Otherwise - what exactly is it that you have now that's more valuable than having it later? And does that idea make sense between generations?
Surely the situation is that in real terms, ignoring ecological effects means that you're borrowing from future GDP today? And that cutting down that borrowing will lead to lower losses in the future?
Putting a figure on it and worrying about a few percentage points of difference seems academic in the context of potential flood, famine, drought, and a vastly different energy landscape.
Having 100 today is the same as having 104 in one year (with a 4% disocunt rate) - and that's what your 100 will become if you do 'nothing' with them, i.e. keep them in risk free government bonds.

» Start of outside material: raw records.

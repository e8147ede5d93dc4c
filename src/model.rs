//! Domain items decoded from remote documents.

use jiff::Timestamp;
use rescue_document::RemoteDocument;
use serde::{Deserialize, Serialize};

use crate::decode::{ItemDecoder, Validated};

/// Field names of a stored photo comment.
pub mod comment_fields {
    pub const CONTENT: &str = "comment";
    pub const TIMESTAMP: &str = "timestamp";
    pub const AUTHOR: &str = "author";
    pub const VALIDATED: &str = "isValidated";
}

/// One entry of the emergency contacts directory.
#[derive(Debug, Clone, PartialEq, Eq, Serialize, Deserialize)]
pub struct Contact {
    pub name: String,
    pub phones: Vec<String>,
}

impl Validated for Contact {}

/// Decodes `name: phone`, `name: [phones]` and `name: {label: phone}` entries.
#[derive(Debug, Clone, Copy, Default)]
pub struct ContactDecoder;

impl ItemDecoder for ContactDecoder {
    type Item = Contact;

    fn decode_item(&self, key: &str, value: &RemoteDocument) -> Option<Contact> {
        let phones = match value {
            RemoteDocument::String(s) if s.trim().is_empty() => Vec::new(),
            RemoteDocument::String(_) | RemoteDocument::Number(_) => {
                value.scalar_text().into_iter().collect()
            }
            RemoteDocument::List(items) => {
                items.iter().filter_map(RemoteDocument::scalar_text).collect()
            }
            RemoteDocument::Map(map) => map.values().filter_map(RemoteDocument::scalar_text).collect(),
            RemoteDocument::Bool(_) => return None,
        };
        Some(Contact {
            name: key.to_string(),
            phones,
        })
    }
}

/// A user comment on a gallery photo.
#[derive(Debug, Clone, PartialEq, Eq, Serialize, Deserialize)]
pub struct PhotoComment {
    /// Child key the comment is stored under.
    pub key: String,
    pub content: String,
    pub timestamp: String,
    pub author: String,
    pub validated: bool,
}

impl PhotoComment {
    /// The timestamp as `YYYY-MM-DD HH:MM` (UTC), or the raw text when it is
    /// not a count of seconds.
    pub fn formatted_date(&self) -> String {
        self.timestamp
            .trim()
            .parse::<i64>()
            .ok()
            .and_then(|secs| Timestamp::from_second(secs).ok())
            .map(|ts| ts.strftime("%Y-%m-%d %H:%M").to_string())
            .unwrap_or_else(|| self.timestamp.clone())
    }
}

impl Validated for PhotoComment {
    fn is_validated(&self) -> bool {
        self.validated
    }
}

/// Decodes `{comment, timestamp, author?, isValidated?}` maps.
///
/// A missing `isValidated` counts as validated.
#[derive(Debug, Clone, Copy, Default)]
pub struct CommentDecoder;

impl ItemDecoder for CommentDecoder {
    type Item = PhotoComment;

    fn decode_item(&self, key: &str, value: &RemoteDocument) -> Option<PhotoComment> {
        let map = value.as_map()?;
        let text = |field: &str| map.get(field).and_then(RemoteDocument::scalar_text);

        Some(PhotoComment {
            key: key.to_string(),
            content: text(comment_fields::CONTENT).unwrap_or_default(),
            timestamp: text(comment_fields::TIMESTAMP).unwrap_or_else(|| key.to_string()),
            author: text(comment_fields::AUTHOR).unwrap_or_default(),
            validated: map
                .get(comment_fields::VALIDATED)
                .and_then(RemoteDocument::as_bool)
                .unwrap_or(true),
        })
    }
}

/// A gallery photo as handed to the preview screen.
#[derive(Debug, Clone, Default, PartialEq, Eq, Serialize, Deserialize)]
pub struct Photo {
    pub id: Option<String>,
    /// Blob store path of the image.
    pub url: Option<String>,
    #[serde(default)]
    pub story: String,
}

#[cfg(test)]
mod tests {
    use super::*;
    use crate::decode::decode_flat;
    use serde_json::json;

    fn contact(value: serde_json::Value) -> Option<Contact> {
        ContactDecoder.decode_item("Control Room", &RemoteDocument::from(value))
    }

    #[test]
    fn test_contact_shapes() {
        assert_eq!(contact(json!("101")).unwrap().phones, vec!["101"]);
        assert_eq!(contact(json!(1077)).unwrap().phones, vec!["1077"]);
        assert_eq!(
            contact(json!(["0471 2331639", 112, true])).unwrap().phones,
            vec!["0471 2331639", "112"]
        );
        assert_eq!(
            contact(json!({"mobile": "9447", "office": "0471"})).unwrap().phones,
            vec!["9447", "0471"]
        );
        assert_eq!(contact(json!("Control Room")).unwrap().name, "Control Room");
    }

    #[test]
    fn test_contact_missing_phone_defaults_to_empty() {
        assert!(contact(json!("")).unwrap().phones.is_empty());
        assert!(contact(json!("  ")).unwrap().phones.is_empty());
        assert!(contact(json!({})).unwrap().phones.is_empty());
        assert!(contact(json!([])).unwrap().phones.is_empty());
    }

    #[test]
    fn test_contact_bool_dropped() {
        assert_eq!(contact(json!(false)), None);
    }

    #[test]
    fn test_comment_defaults() {
        let comment = CommentDecoder
            .decode_item("1535000000", &RemoteDocument::from(json!({})))
            .unwrap();
        assert_eq!(comment.content, "");
        assert_eq!(comment.timestamp, "1535000000");
        assert_eq!(comment.author, "");
        assert!(comment.validated);
    }

    #[test]
    fn test_comment_non_bool_flag_counts_as_absent() {
        let comment = CommentDecoder
            .decode_item("k", &RemoteDocument::from(json!({"isValidated": "false"})))
            .unwrap();
        assert!(comment.validated);
    }

    #[test]
    fn test_comment_non_map_dropped() {
        assert_eq!(CommentDecoder.decode_item("k", &RemoteDocument::from("text")), None);
    }

    #[test]
    fn test_comment_validation_examples() {
        let included = RemoteDocument::from(json!({"t1": {"comment": "ok", "timestamp": "t1"}}));
        let comments = decode_flat(&included, &CommentDecoder);
        assert_eq!(comments.len(), 1);
        assert_eq!(comments[0].content, "ok");

        let excluded = RemoteDocument::from(
            json!({"t2": {"comment": "bad", "timestamp": "t2", "isValidated": false}}),
        );
        assert!(decode_flat(&excluded, &CommentDecoder).is_empty());
    }

    #[test]
    fn test_formatted_date() {
        let mut comment = CommentDecoder
            .decode_item("k", &RemoteDocument::from(json!({"timestamp": 1535000000})))
            .unwrap();
        assert_eq!(comment.timestamp, "1535000000");
        assert_eq!(comment.formatted_date(), "2018-08-23 04:53");

        comment.timestamp = "yesterday".to_string();
        assert_eq!(comment.formatted_date(), "yesterday");
    }
}
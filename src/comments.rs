//! Append-only comment submission.
//!
//! A comment is written under `<comments_root>/<photo_id>/<unix-seconds>`.
//! Two submissions in the same second share a key and the later one wins;
//! nothing here deduplicates them. New comments are always stored
//! unvalidated and stay hidden until moderation flips the flag.

use std::sync::Arc;

use jiff::Timestamp;
use parking_lot::Mutex;
use rescue_document::{DocPath, DocumentMap, RemoteDocument};

use crate::busy::BusyIndicator;
use crate::client::{RemoteDocumentClient, WriteError};
use crate::error::Result;
use crate::model::{Photo, comment_fields};

/// Child key and stored value for a comment submitted at `now`.
pub fn comment_entry(content: &str, now: Timestamp) -> (String, DocumentMap) {
    let key = now.as_second().to_string();
    let mut value = DocumentMap::new();
    value.insert(comment_fields::CONTENT.to_string(), RemoteDocument::from(content));
    value.insert(comment_fields::TIMESTAMP.to_string(), RemoteDocument::from(key.as_str()));
    value.insert(comment_fields::VALIDATED.to_string(), RemoteDocument::Bool(false));
    (key, value)
}

/// Write one comment below `thread`. No retry on failure.
pub async fn submit_comment(
    client: &dyn RemoteDocumentClient,
    thread: &DocPath,
    content: &str,
    now: Timestamp,
) -> std::result::Result<(), WriteError> {
    let (key, value) = comment_entry(content, now);
    client.write(thread, &key, value).await
}

#[derive(Debug, Clone, Copy, PartialEq, Eq)]
pub enum SendOutcome {
    Sent,
    /// The photo has no id, so there is no thread to post to.
    Skipped,
}

/// The comment input of a photo preview.
///
/// Holds the text being typed and posts it on [`send`](Self::send). The
/// input is cleared once the write completes, whether it succeeded or not.
pub struct CommentComposer {
    client: Arc<dyn RemoteDocumentClient>,
    busy: Arc<dyn BusyIndicator>,
    thread: Option<DocPath>,
    input: Mutex<String>,
}

impl CommentComposer {
    pub fn new(
        client: Arc<dyn RemoteDocumentClient>,
        busy: Arc<dyn BusyIndicator>,
        comments_root: &DocPath,
        photo: &Photo,
    ) -> Result<Self> {
        let thread = match photo.id.as_deref() {
            Some(id) => Some(comments_root.child(id)?),
            None => None,
        };
        Ok(Self {
            client,
            busy,
            thread,
            input: Mutex::new(String::new()),
        })
    }

    /// Path the comments are written under, if the photo has an id.
    pub fn thread(&self) -> Option<&DocPath> {
        self.thread.as_ref()
    }

    pub fn set_input(&self, text: impl Into<String>) {
        *self.input.lock() = text.into();
    }

    pub fn input(&self) -> String {
        self.input.lock().clone()
    }

    /// Post the current input as a comment stamped `now`.
    ///
    /// Failures are logged here and returned so callers can react; the input
    /// is cleared either way.
    pub async fn send(&self, now: Timestamp) -> std::result::Result<SendOutcome, WriteError> {
        let Some(thread) = &self.thread else {
            return Ok(SendOutcome::Skipped);
        };
        let content = self.input();

        self.busy.show();
        let result = submit_comment(self.client.as_ref(), thread, &content, now).await;
        self.busy.hide();
        self.input.lock().clear();

        match result {
            Ok(()) => {
                tracing::info!("Posted comment to {thread}");
                Ok(SendOutcome::Sent)
            }
            Err(e) => {
                tracing::warn!("Failed to post comment to {thread}: {e}");
                Err(e)
            }
        }
    }
}
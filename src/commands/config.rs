//! Configuration commands for managing Rescue settings.
//!
//! - `config show`: Display current configuration
//! - `config get`: Print a single value
//! - `config set`: Set a configuration value

use owo_colors::OwoColorize;
use serde_json::json;

use super::{CommandOutput, OutputOptions};
use crate::config::{Config, VALID_KEYS};
use crate::error::Result;

/// Show current configuration, environment overrides included
pub fn cmd_config_show(output: OutputOptions) -> Result<()> {
    let config = Config::load()?;

    let mut json_output = serde_json::to_value(&config)?;
    json_output["config_file"] = json!(Config::config_path().to_string_lossy());

    let mut text_output = format!("{}\n\n", "Configuration:".cyan().bold());
    for key in VALID_KEYS {
        text_output.push_str(&format!("{}: {}\n", key.cyan(), config.get(key)?));
    }
    text_output.push('\n');
    text_output.push_str(&format!(
        "{}",
        format!("Config file: {}", Config::config_path().display()).dimmed()
    ));

    CommandOutput::new(json_output)
        .with_text(text_output)
        .print(output)
}

/// Print one configuration value
pub fn cmd_config_get(key: &str, output: OutputOptions) -> Result<()> {
    let config = Config::load()?;
    let value = config.get(key)?;

    CommandOutput::new(json!({ "key": key, "value": value }))
        .with_text(value)
        .print(output)
}

/// Set a configuration value
pub fn cmd_config_set(key: &str, value: &str, output: OutputOptions) -> Result<()> {
    // environment overrides must not leak into the saved file
    let mut config = Config::load_file()?;
    config.set(key, value)?;
    config.save()?;

    CommandOutput::new(json!({
        "action": "config_set",
        "key": key,
        "value": value,
        "success": true,
    }))
    .with_text(format!("Set {} = {}", key.cyan(), value))
    .print(output)
}
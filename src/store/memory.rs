//! In-process remote document store.

use std::sync::atomic::{AtomicU64, Ordering};
use std::sync::{Arc, Weak};

use dashmap::DashMap;
use parking_lot::RwLock;
use rescue_document::{DocPath, DocumentMap, RemoteDocument};
use tokio::sync::mpsc;

use crate::client::{
    ClientError, RemoteDocumentClient, Subscription, SubscriptionHandle, WriteError,
};

struct Observer {
    path: DocPath,
    sender: mpsc::UnboundedSender<RemoteDocument>,
}

struct Inner {
    root: RwLock<RemoteDocument>,
    observers: DashMap<u64, Observer>,
    next_id: AtomicU64,
}

impl Inner {
    /// Send the current value to every observer whose path overlaps `changed`.
    ///
    /// Called with the root lock held so that deliveries follow write order.
    fn notify(&self, root: &RemoteDocument, changed: &DocPath) {
        let mut dead = Vec::new();
        for entry in self.observers.iter() {
            let observer = entry.value();
            if !observer.path.overlaps(changed) {
                continue;
            }
            if observer.sender.send(root.at_or_empty(&observer.path)).is_err() {
                dead.push(*entry.key());
            }
        }
        for id in dead {
            self.observers.remove(&id);
        }
    }
}

/// Document tree held in memory, with change notification.
///
/// Every write notifies the observers of the written path, of its ancestors
/// and of its descendants. Each observer receives snapshots in write order.
#[derive(Clone)]
pub struct MemoryStore {
    inner: Arc<Inner>,
}

impl Default for MemoryStore {
    fn default() -> Self {
        Self::new()
    }
}

impl MemoryStore {
    pub fn new() -> Self {
        Self::with_root(RemoteDocument::empty())
    }

    pub fn with_root(root: RemoteDocument) -> Self {
        Self {
            inner: Arc::new(Inner {
                root: RwLock::new(root),
                observers: DashMap::new(),
                next_id: AtomicU64::new(1),
            }),
        }
    }

    /// Copy of the whole tree.
    pub fn snapshot(&self) -> RemoteDocument {
        self.inner.root.read().clone()
    }

    /// Copy of the node at `path`.
    pub fn get(&self, path: &DocPath) -> RemoteDocument {
        self.inner.root.read().at_or_empty(path)
    }

    /// Replace the node at `path` and notify affected observers.
    pub fn set(&self, path: &DocPath, value: RemoteDocument) {
        let mut root = self.inner.root.write();
        root.set_at(path, value);
        self.inner.notify(&root, path);
    }

    /// Replace the whole tree. Observers are notified only if it changed.
    pub fn replace_root(&self, value: RemoteDocument) -> bool {
        let mut root = self.inner.root.write();
        if *root == value {
            return false;
        }
        *root = value;
        self.inner.notify(&root, &DocPath::root());
        true
    }

    /// Number of live observations.
    pub fn observer_count(&self) -> usize {
        self.inner.observers.len()
    }

    fn register(&self, path: &DocPath) -> Subscription {
        let (sender, receiver) = mpsc::unbounded_channel();
        let id = self.inner.next_id.fetch_add(1, Ordering::Relaxed);

        // registering under the read lock keeps the initial value ahead of
        // any concurrent write's notification
        {
            let root = self.inner.root.read();
            let _ = sender.send(root.at_or_empty(path));
            self.inner.observers.insert(
                id,
                Observer {
                    path: path.clone(),
                    sender,
                },
            );
        }

        let weak: Weak<Inner> = Arc::downgrade(&self.inner);
        let handle = SubscriptionHandle::new(move || {
            if let Some(inner) = weak.upgrade() {
                inner.observers.remove(&id);
            }
        });
        Subscription::new(path.clone(), receiver, handle)
    }
}

#[async_trait::async_trait]
impl RemoteDocumentClient for MemoryStore {
    async fn fetch_once(&self, path: &DocPath) -> Result<RemoteDocument, ClientError> {
        Ok(self.get(path))
    }

    fn observe(&self, path: &DocPath) -> Result<Subscription, ClientError> {
        Ok(self.register(path))
    }

    async fn write(
        &self,
        path: &DocPath,
        child_key: &str,
        value: DocumentMap,
    ) -> Result<(), WriteError> {
        let target = path.child(child_key)?;
        self.set(&target, RemoteDocument::Map(value));
        Ok(())
    }
}
//! Session wiring for the app's list screens.
//!
//! Each screen opens one [`SyncSession`] when it becomes active and drops it
//! when it goes away. The UI layer passes an `on_change` callback and renders
//! whatever snapshot it receives.

use std::sync::Arc;

use rescue_document::DocPath;

use crate::blob::{BlobError, BlobStore, fetch_blob};
use crate::busy::BusyIndicator;
use crate::comments::CommentComposer;
use crate::decode::{FlatDecoder, GroupedDecoder, GroupedList};
use crate::error::Result;
use crate::model::{CommentDecoder, Contact, ContactDecoder, Photo, PhotoComment};
use crate::session::{SessionDeps, SourceSpec, SyncSession};

/// Remote root of the contacts directory.
pub const CONTACTS_ROOT: &str = "contacts";

/// Name of the bundled contacts resource used offline.
pub const CONTACTS_RESOURCE: &str = "contacts";

/// Remote root of the photo comment threads.
pub const COMMENTS_ROOT: &str = "heros_of_India_comments";

pub type ContactsSession = SyncSession<GroupedDecoder<ContactDecoder>>;
pub type CommentsSession = SyncSession<FlatDecoder<CommentDecoder>>;

/// Open the emergency contacts directory.
///
/// Reads `contacts_root` remotely when connected, the bundled contacts
/// resource otherwise.
pub fn open_contacts<F>(deps: &SessionDeps, contacts_root: &DocPath, on_change: F) -> ContactsSession
where
    F: Fn(&GroupedList<Contact>) + Send + Sync + 'static,
{
    let spec = SourceSpec::with_fallback(contacts_root.clone(), CONTACTS_RESOURCE);
    SyncSession::open(deps, spec, GroupedDecoder(ContactDecoder), on_change)
}

/// Open the validated comment thread of `photo`.
///
/// Returns `Ok(None)` for a photo without an id. Comment threads load in the
/// background without the busy indicator.
pub fn open_comments<F>(
    deps: &SessionDeps,
    comments_root: &DocPath,
    photo: &Photo,
    on_change: F,
) -> Result<Option<CommentsSession>>
where
    F: Fn(&Vec<PhotoComment>) + Send + Sync + 'static,
{
    let Some(id) = photo.id.as_deref() else {
        return Ok(None);
    };
    let spec = SourceSpec::remote(comments_root.child(id)?).quiet();
    Ok(Some(SyncSession::open(deps, spec, FlatDecoder(CommentDecoder), on_change)))
}

/// Comment input for `photo`, writing through the session's client.
pub fn comment_composer(
    deps: &SessionDeps,
    comments_root: &DocPath,
    photo: &Photo,
) -> Result<CommentComposer> {
    CommentComposer::new(Arc::clone(&deps.client), Arc::clone(&deps.busy), comments_root, photo)
}

/// Download the image of `photo`, with the busy indicator up meanwhile.
///
/// Returns `None` for a photo without an image path.
pub async fn download_photo(
    blobs: &dyn BlobStore,
    busy: &dyn BusyIndicator,
    photo: &Photo,
    max_size: u64,
) -> Option<std::result::Result<Vec<u8>, BlobError>> {
    let url = photo.url.as_deref()?;
    busy.show();
    let result = fetch_blob(blobs, url, max_size).await;
    busy.hide();
    if let Err(e) = &result {
        tracing::warn!("Failed to download photo {url}: {e}");
    }
    Some(result)
}
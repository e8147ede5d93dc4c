//! Document store persisted to a single JSON file.
//!
//! Serves as a local stand-in for the hosted backend. Writes are persisted
//! atomically (temp file + rename) before observers see them. With
//! [`FileStore::watch`] enabled, edits made to the file by other processes are
//! picked up and published to observers as well.

use std::fs;
use std::io::Write;
use std::path::{Path, PathBuf};

use notify::{EventKind, RecursiveMode, Watcher};
use parking_lot::Mutex;
use rescue_document::{DocPath, DocumentMap, RemoteDocument};

use super::MemoryStore;
use crate::client::{ClientError, RemoteDocumentClient, Subscription, WriteError};
use crate::error::Result;

pub struct FileStore {
    path: PathBuf,
    memory: MemoryStore,
    /// Serializes read-modify-persist cycles.
    write_lock: Mutex<()>,
    /// Must be kept alive: dropping it stops the OS file watch.
    _watcher: Option<notify::RecommendedWatcher>,
}

impl FileStore {
    /// Open the store at `path`. A missing file is an empty tree.
    pub fn open(path: impl Into<PathBuf>) -> Result<Self> {
        let path = path.into();
        let root = read_document(&path)?;
        Ok(Self {
            path,
            memory: MemoryStore::with_root(root),
            write_lock: Mutex::new(()),
            _watcher: None,
        })
    }

    pub fn path(&self) -> &Path {
        &self.path
    }

    /// Copy of the whole tree.
    pub fn snapshot(&self) -> RemoteDocument {
        self.memory.snapshot()
    }

    /// Start watching the file for outside edits.
    ///
    /// The parent directory is watched (non-recursively) so that editors that
    /// replace the file by renaming are still seen. A file that fails to
    /// parse, typically caught mid-write, is skipped until the next event.
    pub fn watch(&mut self) -> Result<()> {
        let dir = match self.path.parent() {
            Some(parent) if !parent.as_os_str().is_empty() => parent.to_path_buf(),
            _ => PathBuf::from("."),
        };
        let file_name = self.path.file_name().map(|n| n.to_os_string());
        let path = self.path.clone();
        let memory = self.memory.clone();

        let mut watcher = notify::RecommendedWatcher::new(
            move |res: std::result::Result<notify::Event, notify::Error>| match res {
                Ok(event) => {
                    if !matches!(event.kind, EventKind::Create(_) | EventKind::Modify(_)) {
                        return;
                    }
                    let ours = event
                        .paths
                        .iter()
                        .any(|p| p.file_name().map(|n| n.to_os_string()) == file_name);
                    if !ours {
                        return;
                    }
                    match read_document(&path) {
                        Ok(root) => {
                            if memory.replace_root(root) {
                                tracing::debug!("Reloaded {}", path.display());
                            }
                        }
                        Err(e) => {
                            tracing::warn!("Failed to reload {}: {e}", path.display());
                        }
                    }
                }
                Err(e) => {
                    tracing::warn!("File watcher error: {e}");
                }
            },
            notify::Config::default(),
        )?;
        watcher.watch(&dir, RecursiveMode::NonRecursive)?;
        self._watcher = Some(watcher);
        Ok(())
    }

    fn persist(&self, root: &RemoteDocument) -> std::result::Result<(), WriteError> {
        let dir = match self.path.parent() {
            Some(parent) if !parent.as_os_str().is_empty() => parent.to_path_buf(),
            _ => PathBuf::from("."),
        };
        let persist_err = |e: &dyn std::fmt::Display| {
            WriteError::Persist(format!("{}: {e}", self.path.display()))
        };

        fs::create_dir_all(&dir).map_err(|e| persist_err(&e))?;
        let json = serde_json::to_string_pretty(root).map_err(|e| persist_err(&e))?;
        let mut tmp = tempfile::NamedTempFile::new_in(&dir).map_err(|e| persist_err(&e))?;
        tmp.write_all(json.as_bytes()).map_err(|e| persist_err(&e))?;
        tmp.persist(&self.path).map_err(|e| persist_err(&e.error))?;
        Ok(())
    }
}

fn read_document(path: &Path) -> Result<RemoteDocument> {
    if !path.exists() {
        return Ok(RemoteDocument::empty());
    }
    let content = fs::read_to_string(path)?;
    if content.trim().is_empty() {
        return Ok(RemoteDocument::empty());
    }
    Ok(serde_json::from_str(&content)?)
}

#[async_trait::async_trait]
impl RemoteDocumentClient for FileStore {
    async fn fetch_once(&self, path: &DocPath) -> std::result::Result<RemoteDocument, ClientError> {
        self.memory.fetch_once(path).await
    }

    fn observe(&self, path: &DocPath) -> std::result::Result<Subscription, ClientError> {
        self.memory.observe(path)
    }

    /// The file is re-read before every write, so outside edits not yet
    /// seen by the watcher are kept. An unreadable file falls back to the
    /// in-memory tree and is overwritten.
    async fn write(
        &self,
        path: &DocPath,
        child_key: &str,
        value: DocumentMap,
    ) -> std::result::Result<(), WriteError> {
        let target = path.child(child_key)?;
        let value = RemoteDocument::Map(value);

        let _guard = self.write_lock.lock();
        let mut root = match read_document(&self.path) {
            Ok(disk) => {
                self.memory.replace_root(disk.clone());
                disk
            }
            Err(e) => {
                tracing::warn!("Failed to re-read {} before write: {e}", self.path.display());
                self.memory.snapshot()
            }
        };
        root.set_at(&target, value.clone());
        self.persist(&root)?;
        self.memory.set(&target, value);
        Ok(())
    }
}
use std::sync::Arc;
use std::time::Duration;

use rescue::screens::{COMMENTS_ROOT, CONTACTS_ROOT, comment_composer, open_comments, open_contacts};
use rescue::{
    BundledResources, BusyCounter, DocPath, FileStore, FixedConnectivity, Photo, SessionDeps,
    SessionSource,
};
use serde_json::json;
use serial_test::serial;
use tempfile::TempDir;
use tokio::sync::mpsc;

async fn recv<T>(rx: &mut mpsc::UnboundedReceiver<T>) -> T {
    tokio::time::timeout(Duration::from_secs(5), rx.recv())
        .await
        .expect("timed out waiting for snapshot")
        .expect("channel closed")
}

fn deps(store: FileStore, busy: Arc<BusyCounter>) -> SessionDeps {
    SessionDeps {
        client: Arc::new(store),
        connectivity: Arc::new(FixedConnectivity(true)),
        fallback: Arc::new(BundledResources::empty()),
        busy,
    }
}

#[tokio::test(flavor = "multi_thread")]
#[serial]
async fn test_outside_edit_reaches_open_session() {
    let dir = TempDir::new().unwrap();
    let db = dir.path().join("database.json");
    std::fs::write(&db, json!({"contacts": {"sections": {"a": "Alpha"}}}).to_string()).unwrap();

    let mut store = FileStore::open(&db).unwrap();
    store.watch().unwrap();
    let busy = Arc::new(BusyCounter::new());
    let deps = deps(store, busy.clone());

    let (tx, mut rx) = mpsc::unbounded_channel();
    let session = open_contacts(&deps, &DocPath::parse(CONTACTS_ROOT).unwrap(), move |list| {
        let _ = tx.send(list.clone());
    });
    assert!(matches!(session.source(), SessionSource::Remote(_)));

    let first = recv(&mut rx).await;
    assert_eq!(first.label("a"), Some("Alpha"));
    assert!(!busy.is_busy());

    // give the watcher time to register before editing
    tokio::time::sleep(Duration::from_millis(200)).await;
    std::fs::write(&db, json!({"contacts": {"sections": {"b": "Bravo"}}}).to_string()).unwrap();

    let updated = loop {
        let list = recv(&mut rx).await;
        if list.label("b").is_some() {
            break list;
        }
    };
    assert_eq!(updated.label("a"), None);

    session.close();
    assert!(session.is_closed());
}

#[tokio::test(flavor = "multi_thread")]
#[serial]
async fn test_comment_written_to_file_and_republished() {
    let dir = TempDir::new().unwrap();
    let db = dir.path().join("nested").join("database.json");
    let store = FileStore::open(&db).unwrap();
    let deps = deps(store, Arc::new(BusyCounter::new()));
    let root = DocPath::parse(COMMENTS_ROOT).unwrap();
    let photo = Photo {
        id: Some("p7".into()),
        url: None,
        story: String::new(),
    };

    let (tx, mut rx) = mpsc::unbounded_channel();
    let session = open_comments(&deps, &root, &photo, move |comments| {
        let _ = tx.send(comments.len());
    })
    .unwrap()
    .unwrap();
    assert_eq!(recv(&mut rx).await, 0);

    let composer = comment_composer(&deps, &root, &photo).unwrap();
    composer.set_input("Salute");
    composer
        .send(jiff::Timestamp::from_second(1534567890).unwrap())
        .await
        .unwrap();

    // unvalidated, so still nothing to show
    assert_eq!(recv(&mut rx).await, 0);

    let saved: serde_json::Value =
        serde_json::from_str(&std::fs::read_to_string(&db).unwrap()).unwrap();
    assert_eq!(
        saved,
        json!({"heros_of_India_comments": {"p7": {"1534567890": {
            "comment": "Salute",
            "timestamp": "1534567890",
            "isValidated": false
        }}}})
    );

    drop(session);
}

So if you are told that if you do nothing, you'll have a loss of 104 from global climate change in one year's time, this is equivalent to a loss of 100 today, and if you can prevent that loss by spending less than 100 today, then you come out better than if you did nothing.
Same thing if you invest: if you spend 100 today, you want to get more than 104 out of the process in a year's time, or you might as well buy government bonds.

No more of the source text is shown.